AFRIQUE - Aggravation du phénomène de l’accaparement des terres fertiles de la part d’Etats, de groupes et d’entreprises multinationales

samedi, 28 avril 2018 accaparemment des terrains   economie   finances   biens communs   réfugiés   droits fondamentaux  

MIssio

Rome (Agence Fides) – En ce nouveau millénaire, le phénomène de l’accaparement des terres fertiles est allé croissant au détriment des communautés rurales locales. Il est généralement perpétré par des Etats, des groupes et des entreprises multinationales, des sociétés financières et immobilières elles aussi internationales qui, au cours de ces années, ont acquis ou loué quelques 88 millions d’hectares de terres dans le monde entier mais surtout en Afrique. C’est ce qu’affirme le Rapport intitulé « Les patrons de la terre –l’accaparement des terres fertiles » rédigé par le réseau de coopération international FOCSIV en coopération avec Missio Italie, s’attardant sur une pratique qu’à de nombreuses reprises, les Eglises locales, dans différentes nations, ont dénoncé et contre lequel elles se sont battues en ce qu’il constitue une forme d’exploitation du territoire et génère la corruption.
Une note envoyée à l’Agence Fides indique que la majeure partie des contrats conclus, qu’ils soient transnationaux ou nationaux, concerne des investissements dans le secteur agricole, répartis entre cultures alimentaires et production de biocarburant. Ce type de contrats est suivi par l’exploitation des forêts et par la réalisation de zones industrielles ou touristiques. Parmi les dix premiers pays investisseurs, se trouvent les Etats-Unis, la Grande-Bretagne et les Pays-Bas mais aussi des pays émergents tels que la Chine, l’Inde, le Brésil, les Emirats arabes unis, la Malaisie et Singapour. Le phénomène passe au travers de paradis financier et de plateformes financières off-shore.
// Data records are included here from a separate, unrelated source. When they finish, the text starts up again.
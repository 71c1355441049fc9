/// Simple daily returns from an ordered series of closing prices.
///
/// `return[i] = (close[i] - close[i-1]) / close[i-1]`, so N closes produce
/// N-1 returns and fewer than two closes produce none. An interval whose
/// prior close is not a positive finite number (or whose current close is
/// not finite) is skipped instead of emitting an infinite or NaN value;
/// the resulting length mismatch between two paired series is then caught
/// by the estimator's guards.
pub fn daily_returns(closes: &[f64]) -> Vec<f64> {
    if closes.len() < 2 {
        return Vec::new();
    }

    let mut returns = Vec::with_capacity(closes.len() - 1);
    for pair in closes.windows(2) {
        let (prev, curr) = (pair[0], pair[1]);
        if prev > 0.0 && prev.is_finite() && curr.is_finite() {
            returns.push((curr - prev) / prev);
        }
    }
    returns
}

#[cfg(test)]
mod tests {
    use super::*;

    #[test]
    fn test_produces_one_fewer_value_than_closes() {
        let closes = [100.0, 102.0, 101.0, 105.0, 104.0];
        let returns = daily_returns(&closes);
        assert_eq!(returns.len(), closes.len() - 1);
        for (i, r) in returns.iter().enumerate() {
            let expected = (closes[i + 1] - closes[i]) / closes[i];
            assert!((r - expected).abs() < 1e-12);
        }
    }

    #[test]
    fn test_short_series_yield_nothing() {
        assert!(daily_returns(&[]).is_empty());
        assert!(daily_returns(&[100.0]).is_empty());
    }

    #[test]
    fn test_two_closes_yield_one_return() {
        let returns = daily_returns(&[100.0, 110.0]);
        assert_eq!(returns, vec![0.1]);
    }

    #[test]
    fn test_zero_prior_close_is_skipped() {
        // 100 -> 0 is a valid (total-loss) interval; 0 -> 50 would divide by
        // zero and is dropped
        let returns = daily_returns(&[100.0, 0.0, 50.0]);
        assert_eq!(returns, vec![-1.0]);
    }

    #[test]
    fn test_non_finite_close_is_skipped() {
        let returns = daily_returns(&[100.0, f64::NAN, 102.0]);
        assert!(returns.is_empty());
    }
}
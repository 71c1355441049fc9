use crate::data_structures::PriceSample;
use chrono::NaiveDate;
use reqwest::{Client, Error as ReqwestError};
use serde_json::Value;
use std::time::{Duration as StdDuration, SystemTime};
use tokio::time::sleep;

#[derive(Debug)]
pub enum JquantsError {
    Http(ReqwestError),
    Serialization(serde_json::Error),
    Auth(String),
    InvalidResponse(String),
    NoData,
}

impl From<ReqwestError> for JquantsError {
    fn from(error: ReqwestError) -> Self {
        JquantsError::Http(error)
    }
}

impl From<serde_json::Error> for JquantsError {
    fn from(error: serde_json::Error) -> Self {
        JquantsError::Serialization(error)
    }
}

/// Client for the J-Quants daily quotes API.
///
/// Authentication is a two-step token scheme: a long-lived refresh token is
/// exchanged for an ID token that expires after roughly a day. The ID token
/// is cached and re-acquired lazily when the API answers 401.
pub struct JquantsClient {
    client: Client,
    base_url: String,
    refresh_token: String,
    id_token: Option<String>,
    rate_limit_per_minute: u32,
    request_timestamps: Vec<SystemTime>,
}

impl JquantsClient {
    pub fn new(
        base_url: String,
        refresh_token: String,
        rate_limit_per_minute: u32,
    ) -> Result<Self, JquantsError> {
        let client = Client::builder()
            .timeout(StdDuration::from_secs(30))
            .build()?;

        Ok(JquantsClient {
            client,
            base_url,
            refresh_token,
            id_token: None,
            rate_limit_per_minute,
            request_timestamps: Vec::new(),
        })
    }

    async fn enforce_rate_limit(&mut self) {
        let current_time = SystemTime::now();

        // Remove timestamps older than 1 minute
        self.request_timestamps.retain(|&timestamp| {
            current_time
                .duration_since(timestamp)
                .unwrap_or(StdDuration::from_secs(0))
                < StdDuration::from_secs(60)
        });

        // If we're at the rate limit, wait
        if self.request_timestamps.len() >= self.rate_limit_per_minute as usize {
            if let Some(&oldest_request) = self.request_timestamps.first() {
                let wait_time = StdDuration::from_secs(60)
                    - current_time
                        .duration_since(oldest_request)
                        .unwrap_or(StdDuration::from_secs(0));
                if !wait_time.is_zero() {
                    sleep(wait_time + StdDuration::from_millis(100)).await;
                }
            }
        }

        self.request_timestamps.push(current_time);
    }

    async fn ensure_id_token(&mut self) -> Result<String, JquantsError> {
        if let Some(token) = &self.id_token {
            return Ok(token.clone());
        }

        let url = format!("{}token/auth_refresh", self.base_url);
        let response = self
            .client
            .post(&url)
            .query(&[("refreshtoken", self.refresh_token.as_str())])
            .send()
            .await?;

        let status = response.status();
        if !status.is_success() {
            return Err(JquantsError::Auth(format!(
                "token refresh failed with status {}",
                status
            )));
        }

        let body: Value = response.json().await?;
        let token = body
            .get("idToken")
            .and_then(|v| v.as_str())
            .ok_or_else(|| JquantsError::Auth("token refresh response missing idToken".to_string()))?
            .to_string();

        self.id_token = Some(token.clone());
        Ok(token)
    }

    async fn fetch_quote_page(
        &mut self,
        code: &str,
        from: NaiveDate,
        to: NaiveDate,
        pagination_key: Option<&str>,
    ) -> Result<Value, JquantsError> {
        const MAX_RETRIES: u32 = 5;

        let url = format!("{}prices/daily_quotes", self.base_url);

        for attempt in 0..MAX_RETRIES {
            self.enforce_rate_limit().await;

            if attempt > 0 {
                let delay = StdDuration::from_secs_f64(
                    2.0_f64.powi(attempt as i32 - 1) + rand::random::<f64>(),
                );
                let delay = delay.min(StdDuration::from_secs(30));
                sleep(delay).await;
            }

            let token = self.ensure_id_token().await?;

            let mut query = vec![
                ("code", code.to_string()),
                ("from", from.format("%Y-%m-%d").to_string()),
                ("to", to.format("%Y-%m-%d").to_string()),
            ];
            if let Some(key) = pagination_key {
                query.push(("pagination_key", key.to_string()));
            }

            let response = self
                .client
                .get(&url)
                .bearer_auth(&token)
                .query(&query)
                .send()
                .await;

            match response {
                Ok(resp) => {
                    let status = resp.status();

                    if status.is_success() {
                        match resp.json::<Value>().await {
                            Ok(data) => return Ok(data),
                            Err(_) => continue,
                        }
                    } else if status == 401 {
                        // ID token expired; force a refresh on the next attempt
                        self.id_token = None;
                        continue;
                    } else if status == 429 || status.is_server_error() {
                        continue;
                    } else {
                        return Err(JquantsError::InvalidResponse(format!(
                            "daily_quotes request failed with status {}",
                            status
                        )));
                    }
                }
                Err(_) => continue,
            }
        }

        Err(JquantsError::InvalidResponse(
            "max retries exceeded".to_string(),
        ))
    }

    /// Daily closing prices for one instrument over an inclusive date range,
    /// oldest first. Follows `pagination_key` until the range is exhausted.
    pub async fn daily_history(
        &mut self,
        code: &str,
        from: NaiveDate,
        to: NaiveDate,
    ) -> Result<Vec<PriceSample>, JquantsError> {
        let mut samples = Vec::new();
        let mut pagination_key: Option<String> = None;

        loop {
            let page = self
                .fetch_quote_page(code, from, to, pagination_key.as_deref())
                .await?;
            parse_daily_quotes(&page, &mut samples)?;

            match page.get("pagination_key").and_then(|v| v.as_str()) {
                Some(key) => pagination_key = Some(key.to_string()),
                None => break,
            }
        }

        if samples.is_empty() {
            return Err(JquantsError::NoData);
        }

        samples.sort_by_key(|s| s.date);
        Ok(samples)
    }
}

/// Extracts `(Date, close)` pairs from one `daily_quotes` page.
///
/// `AdjustmentClose` folds in splits and is preferred; the raw `Close` is
/// the fallback for series the API does not adjust (indices). Days with a
/// null close (trading halts) are skipped.
fn parse_daily_quotes(page: &Value, out: &mut Vec<PriceSample>) -> Result<(), JquantsError> {
    let quotes = page
        .get("daily_quotes")
        .and_then(|v| v.as_array())
        .ok_or_else(|| {
            JquantsError::InvalidResponse("response missing daily_quotes array".to_string())
        })?;

    for quote in quotes {
        let date_str = quote
            .get("Date")
            .and_then(|v| v.as_str())
            .ok_or_else(|| JquantsError::InvalidResponse("quote missing Date".to_string()))?;
        let date = NaiveDate::parse_from_str(date_str, "%Y-%m-%d").map_err(|e| {
            JquantsError::InvalidResponse(format!("invalid quote date '{}': {}", date_str, e))
        })?;

        let close = quote
            .get("AdjustmentClose")
            .and_then(|v| v.as_f64())
            .or_else(|| quote.get("Close").and_then(|v| v.as_f64()));

        if let Some(close) = close {
            out.push(PriceSample { date, close });
        }
    }

    Ok(())
}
Par exemple, l’île Maurice compte 13 contrats de ce genre concernant 423.000 ha de terrains concentrés surtout au Mozambique et au Zimbabwe. Parmi les dix premiers pays faisant l’objet de ces investissements, se trouvent surtout les pays appauvris d’Afrique, tels que la République démocratique du Congo, le Soudan du Sud, le Mozambique, la République du Congo et le Liberia, alors qu’en Asie, le pays le plus touché est la Papouasie Nouvelle Guinée.
Le Rapport annuel, pensé et rédigé par la FOCSIV, en collaboration avec la Coldiretti (Confédération des cultivateurs directs italienne NDT), enquête sur des sujets qui acquièrent toujours davantage de terrains cultivables, devenant de facto les véritables « patrons de la terre ». Ainsi que le remarque le document, la terre, surtout les terrains fertiles et l’eau salubre, constituent des ressources limitées qui vont vers l’épuisement, sur un marché mondial qui phagocyte tout. Le document affronte le phénomène de l’accaparement des terres fertiles et ses répercussions en termes de conflits, d’expulsions, de migrations, d’appauvrissement de l’environnement et de disparition de la biodiversité.
Le rapport constitue également une dénonciation et une invitation à la réflexion à ce qui se passe en Afrique, à savoir l’application d’un modèle de production et de consommation qui accapare des ressources pour les exploiter sans égard pour les communautés locales, au nom des intérêts de pays riches. Dans ce système économique, la terre est considérée comme une marchandise se trouvant sur un marché privé de règles alors qu’elle constitue en fait une ressource naturelle limitée et indispensable pour la survie et la production de nourriture. Le rapport constitue un long parcours qui part de l’analyse du phénomène de l’accaparement des terres fertiles sur la base de la banque de données Land Matrix pour faire par la suite le point sur les normes internationales en matière de droits fondamentaux et de promotion du droit des paysans à la terre. Le texte se sert d’un terme qui synthétise l’action de l’accaparement des terres fertiles et de certaines opérations lui étant liées : extractivisme, terme utilisé également par le Pape François dans l’Encyclique Laudato si' pour indiquer les actions de gouvernements et multinationales visant à l’extraction de ressources stratégiques pour le marché international : le pétrole et les hydrocarbures, des espèces végétales et animales, de nouveaux minerais essentiels pour la production de technologies mais également de biens essentiels et universels tels que la terre et l’eau.
Analyser le phénomène de l’accaparement des terres fertiles est complexe en ce qu’il intervient en grande partie de manière cachée, opaque, par le biais de collusions entre gouvernements locaux et entreprises, au travers d’investissements provenant de fonds financiers se trouvant dans des paradis fiscaux ou au travers de réseaux compliqués de groupes d’entreprises. (Agence Fides 28/04/2018)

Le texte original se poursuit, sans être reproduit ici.